Marija Bistrica () is a village and municipality in the Krapina-Zagorje County in central Croatia, located on the slopes of the Medvednica mountain in the Hrvatsko Zagorje region north of the capital Zagreb. The municipality has 5,976 inhabitants, with 1,071 residents in the settlement itself (2011 census).

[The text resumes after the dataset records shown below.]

//! Run configuration: site URL, request policy, selectors and label tables

use anyhow::{Context, Result};
use serde::{Deserialize, Serialize};
use std::collections::BTreeMap;
use std::fs;
use std::path::{Path, PathBuf};
use std::time::Duration;

pub const DEFAULT_BASE_URL: &str = "https://turbo.az/autos";
const DEFAULT_USER_AGENT: &str = "Mozilla/5.0 (Macintosh; Intel Mac OS X 10_15_7) AppleWebKit/537.36 (KHTML, like Gecko) Chrome/91.0.4472.124 Safari/537.36";

/// How each flushed batch is mirrored to CSV
#[derive(Debug, Clone, Copy, PartialEq, Eq, Default, Serialize, Deserialize)]
#[serde(rename_all = "lowercase")]
pub enum ExportMode {
    /// Rewrite `output_dir/csv_filename` with the batch
    Overwrite,
    /// Write a fresh timestamped file per flush
    #[default]
    Timestamped,
}

/// CSS selectors for every page region the scraper reads
#[derive(Debug, Clone, Serialize, Deserialize)]
#[serde(default)]
pub struct Selectors {
    pub listing_link: String,
    pub pagination: String,
    /// Matched inside `pagination`
    pub pagination_entry: String,
    pub title: String,
    pub price: String,
    pub description: String,
    pub property_item: String,
    /// Matched inside `property_item`
    pub property_name: String,
    /// Matched inside `property_item`
    pub property_value: String,
    pub dealer_contact: String,
    pub private_owner: String,
    pub photo: String,
}

impl Default for Selectors {
    fn default() -> Self {
        Self {
            listing_link: "a.products-i__link".to_string(),
            pagination: "div.pagination".to_string(),
            pagination_entry: "a".to_string(),
            title: "h1.product-title".to_string(),
            price: "div.product-price__i".to_string(),
            description: "div.product-description".to_string(),
            property_item: "div.product-properties__i".to_string(),
            property_name: "label.product-properties__i-name".to_string(),
            property_value: "span.product-properties__i-value".to_string(),
            dealer_contact: "div.shop-contact".to_string(),
            private_owner: "div.product-owner__info".to_string(),
            photo: "div.product-photos img".to_string(),
        }
    }
}

/// A native-language fuel term and the fuel type it stands for
#[derive(Debug, Clone, PartialEq, Eq, Serialize, Deserialize)]
pub struct FuelKeyword {
    pub term: String,
    pub fuel_type: String,
}

impl FuelKeyword {
    fn new(term: &str, fuel_type: &str) -> Self {
        Self {
            term: term.to_string(),
            fuel_type: fuel_type.to_string(),
        }
    }
}

fn default_headers() -> BTreeMap<String, String> {
    [
        ("User-Agent", DEFAULT_USER_AGENT),
        (
            "Accept",
            "text/html,application/xhtml+xml,application/xml;q=0.9,image/webp,*/*;q=0.8",
        ),
        ("Accept-Language", "en-US,en;q=0.5"),
        ("Upgrade-Insecure-Requests", "1"),
        ("Sec-Fetch-Dest", "document"),
        ("Sec-Fetch-Mode", "navigate"),
        ("Sec-Fetch-Site", "none"),
        ("Sec-Fetch-User", "?1"),
        ("Cache-Control", "max-age=0"),
    ]
    .into_iter()
    .map(|(k, v)| (k.to_string(), v.to_string()))
    .collect()
}

/// Site labels (Azerbaijani) to field names
fn default_labels() -> BTreeMap<String, String> {
    [
        ("Şəhər", "location"),
        ("Marka", "brand"),
        ("Model", "model"),
        ("Buraxılış ili", "year"),
        ("Ban növü", "body_type"),
        ("Rəng", "color"),
        ("Mühərrik", "engine_size"),
        ("Yürüş", "mileage"),
        ("Yanacaq növü", "fuel_type"),
        ("Sürətlər qutusu", "transmission"),
        ("Ötürücü", "drivetrain"),
        ("Yeni", "condition"),
        ("Sahiblər", "owners"),
        ("Vəziyyəti", "condition_details"),
    ]
    .into_iter()
    .map(|(k, v)| (k.to_string(), v.to_string()))
    .collect()
}

/// Checked in order, so compound terms come before their parts
fn default_fuel_keywords() -> Vec<FuelKeyword> {
    vec![
        FuelKeyword::new("Plug-in Hibrid", "Plug-in Hybrid"),
        FuelKeyword::new("Hibrid", "Hybrid"),
        FuelKeyword::new("Dizel", "Diesel"),
        FuelKeyword::new("Benzin", "Gasoline"),
        FuelKeyword::new("Elektro", "Electric"),
        FuelKeyword::new("Qaz", "Gas"),
    ]
}

#[derive(Debug, Clone, Serialize, Deserialize)]
#[serde(default)]
pub struct ScraperConfig {
    pub base_url: String,
    pub headers: BTreeMap<String, String>,
    pub timeout_secs: u64,
    pub max_retries: u32,
    /// Pause after every listing, and the unit of retry backoff
    pub delay_ms: u64,
    pub max_pages: Option<u32>,
    pub batch_size: usize,
    pub selectors: Selectors,
    pub labels: BTreeMap<String, String>,
    pub fuel_keywords: Vec<FuelKeyword>,
    pub default_fuel_type: String,
    pub output_dir: PathBuf,
    pub csv_filename: String,
    pub database: PathBuf,
    pub export_mode: ExportMode,
    pub log_file: Option<PathBuf>,
}

impl Default for ScraperConfig {
    fn default() -> Self {
        Self {
            base_url: DEFAULT_BASE_URL.to_string(),
            headers: default_headers(),
            timeout_secs: 10,
            max_retries: 3,
            delay_ms: 1000,
            max_pages: None,
            batch_size: 20,
            selectors: Selectors::default(),
            labels: default_labels(),
            fuel_keywords: default_fuel_keywords(),
            default_fuel_type: "Gasoline".to_string(),
            output_dir: PathBuf::from("data"),
            csv_filename: "turbo_az_listings.csv".to_string(),
            database: PathBuf::from("data/cars.db"),
            export_mode: ExportMode::default(),
            log_file: Some(PathBuf::from("scraper.log")),
        }
    }
}

impl ScraperConfig {
    /// Load overrides from a JSON file; missing keys keep their defaults
    pub fn load_from_path(path: &Path) -> Result<Self> {
        let content = fs::read_to_string(path)
            .with_context(|| format!("Failed to read config file: {}", path.display()))?;
        serde_json::from_str(&content)
            .with_context(|| format!("Failed to parse config file: {}", path.display()))
    }

    pub fn timeout(&self) -> Duration {
        Duration::from_secs(self.timeout_secs)
    }

    pub fn delay(&self) -> Duration {
        Duration::from_millis(self.delay_ms)
    }

    pub fn with_max_pages(mut self, max_pages: Option<u32>) -> Self {
        if max_pages.is_some() {
            self.max_pages = max_pages;
        }
        self
    }

    /// Field name for a site label, or the label itself when untranslated
    pub fn translate_label<'a>(&'a self, label: &'a str) -> &'a str {
        self.labels.get(label).map(String::as_str).unwrap_or(label)
    }
}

Marija Bistrica has an old Marian shrine of the Black Madonna which is a place of pilgrimage and visited by hundreds of thousands of pilgrims every year.
On 3 October 1998, Pope John Paul II visited Marija Bistrica and beatified Croatian Cardinal Aloysius Stepinac in front of a crowd of 500,000 Croatians.

History
The first written mention of the settlement Bistrica dates back to 1209 AD, as the possession of Croatian-Hungarian king Andrew II. Documents from 1334 first mention the church of Saints Peter and Paul.

Shrine

In 1545 a local priest hid the wonder working statue of the Blessed Virgin Mary with the Infant Jesus, which previously stood in a wooden chapel on the Vinski Vrh (Hill) nearby, within the church to save it from the Turks and took the secret of its hiding place to his grave. The statue was discovered in 1588, when according to the records bright light shone from the place where it was buried. In 1650 the statue had to be once again hidden to be rediscovered in 1684.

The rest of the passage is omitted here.